INPUT MATERIAL -
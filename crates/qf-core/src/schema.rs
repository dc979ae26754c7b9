//! Schema descriptors for persisted payloads.

use serde::{Deserialize, Serialize};

/// Semantic version describing the schema of serialized faction libraries.
#[derive(Debug, Clone, Copy, PartialEq, Eq, PartialOrd, Ord, Serialize, Deserialize)]
pub struct SchemaVersion {
    /// Major version incremented for breaking changes.
    pub major: u32,
    /// Minor version incremented for additive changes.
    pub minor: u32,
    /// Patch version incremented for bug fixes.
    pub patch: u32,
}

impl SchemaVersion {
    /// Creates a new schema version descriptor.
    pub const fn new(major: u32, minor: u32, patch: u32) -> Self {
        Self {
            major,
            minor,
            patch,
        }
    }

    /// Schema written by this build.
    pub const CURRENT: SchemaVersion = SchemaVersion::new(2, 1, 0);

    /// Whether a payload with this version can be read by the current build.
    pub fn is_compatible(&self) -> bool {
        self.major == Self::CURRENT.major
    }
}

impl Default for SchemaVersion {
    fn default() -> Self {
        Self::CURRENT
    }
}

TASK OBJECTIVE - Set down only the line containing "for additive changes." and the lines after it through the end, exactly as they appear above.

RESULT OF THE EXERCISE -
    /// Minor version incremented for additive changes.
    pub minor: u32,
    /// Patch version incremented for bug fixes.
    pub patch: u32,
}

impl SchemaVersion {
    /// Creates a new schema version descriptor.
    pub const fn new(major: u32, minor: u32, patch: u32) -> Self {
        Self {
            major,
            minor,
            patch,
        }
    }

    /// Schema written by this build.
    pub const CURRENT: SchemaVersion = SchemaVersion::new(2, 1, 0);

    /// Whether a payload with this version can be read by the current build.
    pub fn is_compatible(&self) -> bool {
        self.major == Self::CURRENT.major
    }
}

impl Default for SchemaVersion {
    fn default() -> Self {
        Self::CURRENT
    }
}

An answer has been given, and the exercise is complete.